Task instructions: Return each line exactly as written. Begin with the first line of the entries and end with the line that has "pub fn warn_unconfigured(config: &CalifConfig)".

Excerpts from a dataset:

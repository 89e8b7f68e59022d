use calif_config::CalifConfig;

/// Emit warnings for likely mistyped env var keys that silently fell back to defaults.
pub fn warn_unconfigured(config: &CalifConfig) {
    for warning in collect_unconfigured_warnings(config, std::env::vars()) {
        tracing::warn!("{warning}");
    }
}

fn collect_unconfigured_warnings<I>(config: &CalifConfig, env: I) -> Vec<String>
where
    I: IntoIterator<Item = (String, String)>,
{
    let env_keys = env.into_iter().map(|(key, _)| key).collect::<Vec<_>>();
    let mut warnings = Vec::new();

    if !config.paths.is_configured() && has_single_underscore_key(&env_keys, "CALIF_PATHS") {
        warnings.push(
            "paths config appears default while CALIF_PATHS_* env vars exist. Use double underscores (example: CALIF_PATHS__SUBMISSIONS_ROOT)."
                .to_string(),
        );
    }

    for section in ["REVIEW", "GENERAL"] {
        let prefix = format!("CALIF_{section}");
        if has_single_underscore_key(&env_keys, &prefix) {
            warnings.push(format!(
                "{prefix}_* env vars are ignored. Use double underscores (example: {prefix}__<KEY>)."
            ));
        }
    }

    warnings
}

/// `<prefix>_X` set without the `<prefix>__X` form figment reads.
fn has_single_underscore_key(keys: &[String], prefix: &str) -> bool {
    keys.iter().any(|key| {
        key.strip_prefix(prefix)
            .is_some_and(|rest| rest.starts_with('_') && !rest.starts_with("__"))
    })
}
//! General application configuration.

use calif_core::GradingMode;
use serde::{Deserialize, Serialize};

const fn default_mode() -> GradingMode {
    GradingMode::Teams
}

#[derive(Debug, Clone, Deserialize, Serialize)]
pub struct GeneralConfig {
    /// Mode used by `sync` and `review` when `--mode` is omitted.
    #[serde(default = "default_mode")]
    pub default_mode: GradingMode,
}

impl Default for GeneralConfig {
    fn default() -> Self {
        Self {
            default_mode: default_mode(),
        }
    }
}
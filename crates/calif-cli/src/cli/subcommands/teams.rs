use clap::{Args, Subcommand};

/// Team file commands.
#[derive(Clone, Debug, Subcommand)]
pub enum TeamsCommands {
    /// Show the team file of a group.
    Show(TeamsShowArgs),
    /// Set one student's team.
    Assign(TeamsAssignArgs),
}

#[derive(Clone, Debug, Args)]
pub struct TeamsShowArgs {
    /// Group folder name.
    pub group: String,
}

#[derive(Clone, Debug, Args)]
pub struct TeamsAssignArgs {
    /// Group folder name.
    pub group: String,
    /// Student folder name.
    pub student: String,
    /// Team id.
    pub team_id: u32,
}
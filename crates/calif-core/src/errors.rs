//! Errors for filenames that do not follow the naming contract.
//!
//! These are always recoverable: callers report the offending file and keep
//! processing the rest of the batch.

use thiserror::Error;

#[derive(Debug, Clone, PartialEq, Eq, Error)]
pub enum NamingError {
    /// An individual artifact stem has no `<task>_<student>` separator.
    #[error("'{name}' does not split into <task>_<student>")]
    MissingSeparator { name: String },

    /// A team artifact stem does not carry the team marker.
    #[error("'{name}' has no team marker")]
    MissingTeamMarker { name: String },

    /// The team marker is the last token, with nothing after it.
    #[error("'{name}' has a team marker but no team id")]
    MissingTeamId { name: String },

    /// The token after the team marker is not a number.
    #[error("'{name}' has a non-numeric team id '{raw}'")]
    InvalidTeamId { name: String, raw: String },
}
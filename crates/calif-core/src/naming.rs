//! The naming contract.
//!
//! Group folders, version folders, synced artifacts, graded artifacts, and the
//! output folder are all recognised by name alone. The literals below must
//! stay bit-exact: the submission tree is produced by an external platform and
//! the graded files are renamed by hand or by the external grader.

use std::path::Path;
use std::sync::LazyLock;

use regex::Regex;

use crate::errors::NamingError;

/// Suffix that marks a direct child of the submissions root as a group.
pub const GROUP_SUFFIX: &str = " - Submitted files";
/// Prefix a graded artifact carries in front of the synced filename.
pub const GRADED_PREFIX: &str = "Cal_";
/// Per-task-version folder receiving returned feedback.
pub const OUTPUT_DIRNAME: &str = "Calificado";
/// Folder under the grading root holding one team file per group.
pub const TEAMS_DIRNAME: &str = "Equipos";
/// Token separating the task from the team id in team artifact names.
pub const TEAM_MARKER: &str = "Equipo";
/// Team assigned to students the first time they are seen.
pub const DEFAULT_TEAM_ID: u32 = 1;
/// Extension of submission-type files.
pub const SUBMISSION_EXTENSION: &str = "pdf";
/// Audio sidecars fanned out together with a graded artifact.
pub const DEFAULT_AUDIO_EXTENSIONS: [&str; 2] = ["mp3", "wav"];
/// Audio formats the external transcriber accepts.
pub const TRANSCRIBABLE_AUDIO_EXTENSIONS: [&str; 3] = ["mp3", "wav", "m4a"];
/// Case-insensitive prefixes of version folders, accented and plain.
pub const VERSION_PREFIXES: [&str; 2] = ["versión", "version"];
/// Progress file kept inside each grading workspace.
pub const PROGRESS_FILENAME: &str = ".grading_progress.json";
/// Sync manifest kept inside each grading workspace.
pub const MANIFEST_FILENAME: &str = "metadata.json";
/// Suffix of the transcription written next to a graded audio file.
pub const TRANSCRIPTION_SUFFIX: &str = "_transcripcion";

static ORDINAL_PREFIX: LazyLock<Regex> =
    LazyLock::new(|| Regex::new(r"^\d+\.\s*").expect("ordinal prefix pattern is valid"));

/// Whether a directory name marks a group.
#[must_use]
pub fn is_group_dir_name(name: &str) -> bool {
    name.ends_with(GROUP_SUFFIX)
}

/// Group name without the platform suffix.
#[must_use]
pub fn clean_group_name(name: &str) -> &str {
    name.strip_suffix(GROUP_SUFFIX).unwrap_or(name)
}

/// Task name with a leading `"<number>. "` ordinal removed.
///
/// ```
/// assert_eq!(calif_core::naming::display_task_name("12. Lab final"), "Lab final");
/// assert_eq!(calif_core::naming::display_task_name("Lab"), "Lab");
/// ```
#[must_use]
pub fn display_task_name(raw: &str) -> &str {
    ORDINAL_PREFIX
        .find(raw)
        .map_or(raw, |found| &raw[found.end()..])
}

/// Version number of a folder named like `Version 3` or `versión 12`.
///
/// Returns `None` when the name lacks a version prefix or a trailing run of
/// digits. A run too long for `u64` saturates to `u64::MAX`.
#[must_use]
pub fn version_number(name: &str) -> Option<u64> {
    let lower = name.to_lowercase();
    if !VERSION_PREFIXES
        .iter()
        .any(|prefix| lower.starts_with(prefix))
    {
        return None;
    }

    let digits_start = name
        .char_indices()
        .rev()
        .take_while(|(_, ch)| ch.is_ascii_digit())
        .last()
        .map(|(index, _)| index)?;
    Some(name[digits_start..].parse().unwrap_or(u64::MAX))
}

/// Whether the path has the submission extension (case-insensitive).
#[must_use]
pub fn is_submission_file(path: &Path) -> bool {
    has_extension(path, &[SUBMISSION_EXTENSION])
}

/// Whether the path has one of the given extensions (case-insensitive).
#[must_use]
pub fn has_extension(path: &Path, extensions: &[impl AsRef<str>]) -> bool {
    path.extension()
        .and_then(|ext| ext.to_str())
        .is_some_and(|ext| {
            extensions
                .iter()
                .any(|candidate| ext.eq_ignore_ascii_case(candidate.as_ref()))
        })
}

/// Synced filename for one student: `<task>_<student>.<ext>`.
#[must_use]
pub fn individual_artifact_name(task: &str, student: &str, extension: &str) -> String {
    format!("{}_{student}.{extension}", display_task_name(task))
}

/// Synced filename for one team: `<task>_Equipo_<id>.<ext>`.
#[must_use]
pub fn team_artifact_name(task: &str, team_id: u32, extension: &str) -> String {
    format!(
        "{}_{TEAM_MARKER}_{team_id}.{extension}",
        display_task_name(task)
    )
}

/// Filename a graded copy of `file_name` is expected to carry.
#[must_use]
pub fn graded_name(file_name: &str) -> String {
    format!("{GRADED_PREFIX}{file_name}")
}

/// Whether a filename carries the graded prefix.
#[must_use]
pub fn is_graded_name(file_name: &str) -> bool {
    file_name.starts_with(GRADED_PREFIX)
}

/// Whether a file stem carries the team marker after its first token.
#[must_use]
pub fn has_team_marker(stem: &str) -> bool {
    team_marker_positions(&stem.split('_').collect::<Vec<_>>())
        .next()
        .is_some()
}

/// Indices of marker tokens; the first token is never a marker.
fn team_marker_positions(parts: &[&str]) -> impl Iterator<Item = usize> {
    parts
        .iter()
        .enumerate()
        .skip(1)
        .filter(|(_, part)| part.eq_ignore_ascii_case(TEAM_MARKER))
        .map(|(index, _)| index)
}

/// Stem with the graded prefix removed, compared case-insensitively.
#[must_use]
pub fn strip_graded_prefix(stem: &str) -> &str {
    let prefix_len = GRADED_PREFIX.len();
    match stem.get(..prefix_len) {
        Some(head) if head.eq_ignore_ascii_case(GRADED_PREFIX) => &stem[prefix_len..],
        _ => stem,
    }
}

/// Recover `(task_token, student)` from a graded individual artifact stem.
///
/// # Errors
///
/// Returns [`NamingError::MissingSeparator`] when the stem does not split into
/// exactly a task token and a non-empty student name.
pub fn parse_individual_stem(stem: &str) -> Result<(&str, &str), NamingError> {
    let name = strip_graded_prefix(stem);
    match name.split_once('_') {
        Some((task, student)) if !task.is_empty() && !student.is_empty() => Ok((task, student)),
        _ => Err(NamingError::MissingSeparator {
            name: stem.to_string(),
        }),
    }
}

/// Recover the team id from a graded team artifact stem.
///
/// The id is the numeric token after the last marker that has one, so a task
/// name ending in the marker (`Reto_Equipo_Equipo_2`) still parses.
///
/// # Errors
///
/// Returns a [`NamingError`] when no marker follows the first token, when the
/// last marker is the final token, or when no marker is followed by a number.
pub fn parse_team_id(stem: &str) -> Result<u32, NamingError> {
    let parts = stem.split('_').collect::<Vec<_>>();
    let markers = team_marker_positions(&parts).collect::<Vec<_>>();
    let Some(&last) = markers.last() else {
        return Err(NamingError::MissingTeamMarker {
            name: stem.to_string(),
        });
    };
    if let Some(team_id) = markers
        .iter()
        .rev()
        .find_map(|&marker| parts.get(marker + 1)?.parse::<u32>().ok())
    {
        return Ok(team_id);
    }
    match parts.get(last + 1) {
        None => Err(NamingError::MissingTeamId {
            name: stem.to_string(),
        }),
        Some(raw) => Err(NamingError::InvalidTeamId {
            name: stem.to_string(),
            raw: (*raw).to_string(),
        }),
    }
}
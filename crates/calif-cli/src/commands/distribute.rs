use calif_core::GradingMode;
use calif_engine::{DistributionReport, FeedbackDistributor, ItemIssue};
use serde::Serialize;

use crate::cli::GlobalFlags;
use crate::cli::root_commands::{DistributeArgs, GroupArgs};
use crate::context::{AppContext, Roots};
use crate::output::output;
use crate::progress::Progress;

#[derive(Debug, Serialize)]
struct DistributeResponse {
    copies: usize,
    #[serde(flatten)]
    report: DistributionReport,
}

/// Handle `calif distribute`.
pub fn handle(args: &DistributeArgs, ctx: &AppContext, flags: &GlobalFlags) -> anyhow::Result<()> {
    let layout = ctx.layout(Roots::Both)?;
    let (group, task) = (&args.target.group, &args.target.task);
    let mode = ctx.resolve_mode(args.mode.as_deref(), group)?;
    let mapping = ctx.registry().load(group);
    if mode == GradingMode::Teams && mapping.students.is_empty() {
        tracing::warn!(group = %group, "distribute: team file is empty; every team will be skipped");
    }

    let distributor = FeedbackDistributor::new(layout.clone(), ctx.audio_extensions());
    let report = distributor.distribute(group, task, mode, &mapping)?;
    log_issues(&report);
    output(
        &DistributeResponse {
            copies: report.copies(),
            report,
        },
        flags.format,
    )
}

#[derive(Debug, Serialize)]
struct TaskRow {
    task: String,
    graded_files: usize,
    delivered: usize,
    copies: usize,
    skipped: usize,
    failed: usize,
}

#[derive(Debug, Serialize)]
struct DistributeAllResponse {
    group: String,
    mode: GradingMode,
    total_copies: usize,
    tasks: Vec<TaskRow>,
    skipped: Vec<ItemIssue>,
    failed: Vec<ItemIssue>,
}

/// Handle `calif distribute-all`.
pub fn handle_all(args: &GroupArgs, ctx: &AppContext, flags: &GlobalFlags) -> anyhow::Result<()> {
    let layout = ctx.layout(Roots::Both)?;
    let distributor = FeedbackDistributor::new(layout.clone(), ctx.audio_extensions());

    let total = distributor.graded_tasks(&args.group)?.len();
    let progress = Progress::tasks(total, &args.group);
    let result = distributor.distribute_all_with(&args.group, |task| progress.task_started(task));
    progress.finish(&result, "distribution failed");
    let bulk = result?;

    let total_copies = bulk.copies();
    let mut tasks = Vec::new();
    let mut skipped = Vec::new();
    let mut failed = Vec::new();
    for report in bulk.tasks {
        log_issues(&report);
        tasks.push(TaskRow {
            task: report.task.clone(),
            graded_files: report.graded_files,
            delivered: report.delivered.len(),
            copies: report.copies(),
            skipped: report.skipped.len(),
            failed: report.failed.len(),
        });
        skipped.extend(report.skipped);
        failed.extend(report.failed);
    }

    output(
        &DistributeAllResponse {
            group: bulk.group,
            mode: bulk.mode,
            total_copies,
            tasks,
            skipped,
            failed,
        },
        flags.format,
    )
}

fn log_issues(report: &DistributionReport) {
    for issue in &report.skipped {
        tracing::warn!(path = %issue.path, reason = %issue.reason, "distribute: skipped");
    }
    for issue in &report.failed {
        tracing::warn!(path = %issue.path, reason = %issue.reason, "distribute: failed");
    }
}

Response box:
repository 89e8b7f68e59022d
use calif_config::CalifConfig;

/// Emit warnings for likely mistyped env var keys that silently fell back to defaults.
pub fn warn_unconfigured(config: &CalifConfig) {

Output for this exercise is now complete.